### HOW TO COMPLETE THIS TASK
Your answer must be the lines of the entries below, exactly as written, from the first line through the line containing "pub(crate) async fn".

--- INPUT FOR THIS TASK Enclosed Below ---

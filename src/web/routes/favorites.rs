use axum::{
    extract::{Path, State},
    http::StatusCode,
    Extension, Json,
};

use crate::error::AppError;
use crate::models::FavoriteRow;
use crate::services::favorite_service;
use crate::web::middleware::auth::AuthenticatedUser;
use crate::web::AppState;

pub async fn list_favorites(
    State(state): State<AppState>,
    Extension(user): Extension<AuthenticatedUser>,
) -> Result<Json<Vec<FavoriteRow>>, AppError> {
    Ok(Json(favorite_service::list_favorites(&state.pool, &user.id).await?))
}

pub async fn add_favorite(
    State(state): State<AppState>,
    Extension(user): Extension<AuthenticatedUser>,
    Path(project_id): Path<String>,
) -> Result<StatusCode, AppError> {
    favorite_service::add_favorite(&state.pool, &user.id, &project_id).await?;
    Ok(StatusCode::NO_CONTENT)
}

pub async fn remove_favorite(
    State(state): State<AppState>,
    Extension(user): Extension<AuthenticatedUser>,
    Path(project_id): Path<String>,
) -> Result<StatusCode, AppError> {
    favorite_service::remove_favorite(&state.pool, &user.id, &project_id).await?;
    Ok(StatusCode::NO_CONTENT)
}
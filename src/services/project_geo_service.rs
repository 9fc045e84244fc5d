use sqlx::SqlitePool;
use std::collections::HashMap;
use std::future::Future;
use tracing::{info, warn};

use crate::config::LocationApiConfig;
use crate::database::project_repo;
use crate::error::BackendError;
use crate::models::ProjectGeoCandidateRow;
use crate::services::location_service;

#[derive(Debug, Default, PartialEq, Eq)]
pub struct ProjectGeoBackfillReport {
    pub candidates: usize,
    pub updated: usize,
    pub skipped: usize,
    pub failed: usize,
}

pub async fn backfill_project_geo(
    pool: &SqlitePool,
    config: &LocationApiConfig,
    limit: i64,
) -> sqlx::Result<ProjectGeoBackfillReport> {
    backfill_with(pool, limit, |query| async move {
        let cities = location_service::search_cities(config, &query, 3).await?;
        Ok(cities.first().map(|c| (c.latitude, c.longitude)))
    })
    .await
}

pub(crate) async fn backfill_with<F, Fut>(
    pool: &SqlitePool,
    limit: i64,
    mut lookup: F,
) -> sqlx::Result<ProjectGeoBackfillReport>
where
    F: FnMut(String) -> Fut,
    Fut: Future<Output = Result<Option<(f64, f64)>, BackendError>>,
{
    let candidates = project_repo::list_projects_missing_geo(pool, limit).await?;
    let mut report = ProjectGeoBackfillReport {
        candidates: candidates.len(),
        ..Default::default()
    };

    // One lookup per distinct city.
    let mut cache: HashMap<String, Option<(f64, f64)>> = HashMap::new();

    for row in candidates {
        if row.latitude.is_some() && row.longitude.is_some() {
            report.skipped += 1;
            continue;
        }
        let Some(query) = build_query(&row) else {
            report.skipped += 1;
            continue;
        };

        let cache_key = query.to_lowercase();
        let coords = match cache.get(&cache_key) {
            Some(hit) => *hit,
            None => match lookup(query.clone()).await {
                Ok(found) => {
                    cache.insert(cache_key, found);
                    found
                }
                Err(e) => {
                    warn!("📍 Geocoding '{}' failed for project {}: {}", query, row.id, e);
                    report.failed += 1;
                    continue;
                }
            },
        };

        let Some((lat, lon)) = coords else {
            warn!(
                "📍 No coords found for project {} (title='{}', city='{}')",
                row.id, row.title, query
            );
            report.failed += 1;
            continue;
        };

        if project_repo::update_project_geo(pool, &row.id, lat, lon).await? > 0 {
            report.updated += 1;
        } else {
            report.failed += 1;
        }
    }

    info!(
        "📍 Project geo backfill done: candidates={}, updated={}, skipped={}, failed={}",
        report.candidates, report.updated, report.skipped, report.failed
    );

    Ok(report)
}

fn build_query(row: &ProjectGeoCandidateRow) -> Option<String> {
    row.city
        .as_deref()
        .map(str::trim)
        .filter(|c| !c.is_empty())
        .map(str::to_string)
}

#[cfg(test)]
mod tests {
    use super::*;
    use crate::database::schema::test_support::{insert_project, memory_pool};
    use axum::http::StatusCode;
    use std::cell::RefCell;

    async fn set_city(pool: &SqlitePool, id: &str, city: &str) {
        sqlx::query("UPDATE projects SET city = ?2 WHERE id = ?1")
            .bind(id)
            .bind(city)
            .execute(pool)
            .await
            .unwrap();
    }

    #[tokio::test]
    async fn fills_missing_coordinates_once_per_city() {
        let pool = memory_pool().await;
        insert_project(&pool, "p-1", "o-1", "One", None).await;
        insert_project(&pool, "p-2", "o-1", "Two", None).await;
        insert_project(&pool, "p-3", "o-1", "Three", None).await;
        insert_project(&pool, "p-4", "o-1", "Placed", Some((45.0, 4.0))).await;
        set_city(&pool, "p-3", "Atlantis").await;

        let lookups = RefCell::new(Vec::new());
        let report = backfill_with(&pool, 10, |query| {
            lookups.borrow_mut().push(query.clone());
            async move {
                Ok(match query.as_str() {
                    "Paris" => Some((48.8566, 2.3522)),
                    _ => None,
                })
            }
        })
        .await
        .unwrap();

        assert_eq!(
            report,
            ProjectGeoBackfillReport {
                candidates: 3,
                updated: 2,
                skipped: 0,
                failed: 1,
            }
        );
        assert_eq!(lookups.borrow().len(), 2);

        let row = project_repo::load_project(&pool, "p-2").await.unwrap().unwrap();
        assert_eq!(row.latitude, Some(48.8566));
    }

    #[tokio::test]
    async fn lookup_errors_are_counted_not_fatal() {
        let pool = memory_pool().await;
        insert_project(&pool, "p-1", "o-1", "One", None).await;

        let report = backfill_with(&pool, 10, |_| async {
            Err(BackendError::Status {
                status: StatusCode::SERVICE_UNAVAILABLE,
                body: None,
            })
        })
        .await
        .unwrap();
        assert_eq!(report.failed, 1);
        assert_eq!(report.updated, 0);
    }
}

--- End of Enclosed INPUT FOR THIS TASK ---

### ANSWER SPACE
filename src/web/routes/favorites.rs
use axum::{
    extract::{Path, State},
    http::StatusCode,
    Extension, Json,
};

use crate::error::AppError;
use crate::models::FavoriteRow;
use crate::services::favorite_service;
use crate::web::middleware::auth::AuthenticatedUser;
use crate::web::AppState;

pub async fn list_favorites(
    State(state): State<AppState>,
    Extension(user): Extension<AuthenticatedUser>,
) -> Result<Json<Vec<FavoriteRow>>, AppError> {
    Ok(Json(favorite_service::list_favorites(&state.pool, &user.id).await?))
}

pub async fn add_favorite(
    State(state): State<AppState>,
    Extension(user): Extension<AuthenticatedUser>,
    Path(project_id): Path<String>,
) -> Result<StatusCode, AppError> {
    favorite_service::add_favorite(&state.pool, &user.id, &project_id).await?;
    Ok(StatusCode::NO_CONTENT)
}

pub async fn remove_favorite(
    State(state): State<AppState>,
    Extension(user): Extension<AuthenticatedUser>,
    Path(project_id): Path<String>,
) -> Result<StatusCode, AppError> {
    favorite_service::remove_favorite(&state.pool, &user.id, &project_id).await?;
    Ok(StatusCode::NO_CONTENT)
}
filename src/services/project_geo_service.rs
repository 9fc045e84244fc5d
use sqlx::SqlitePool;
use std::collections::HashMap;
use std::future::Future;
use tracing::{info, warn};

use crate::config::LocationApiConfig;
use crate::database::project_repo;
use crate::error::BackendError;
use crate::models::ProjectGeoCandidateRow;
use crate::services::location_service;

#[derive(Debug, Default, PartialEq, Eq)]
pub struct ProjectGeoBackfillReport {
    pub candidates: usize,
    pub updated: usize,
    pub skipped: usize,
    pub failed: usize,
}

pub async fn backfill_project_geo(
    pool: &SqlitePool,
    config: &LocationApiConfig,
    limit: i64,
) -> sqlx::Result<ProjectGeoBackfillReport> {
    backfill_with(pool, limit, |query| async move {
        let cities = location_service::search_cities(config, &query, 3).await?;
        Ok(cities.first().map(|c| (c.latitude, c.longitude)))
    })
    .await
}

pub(crate) async fn backfill_with<F, Fut>(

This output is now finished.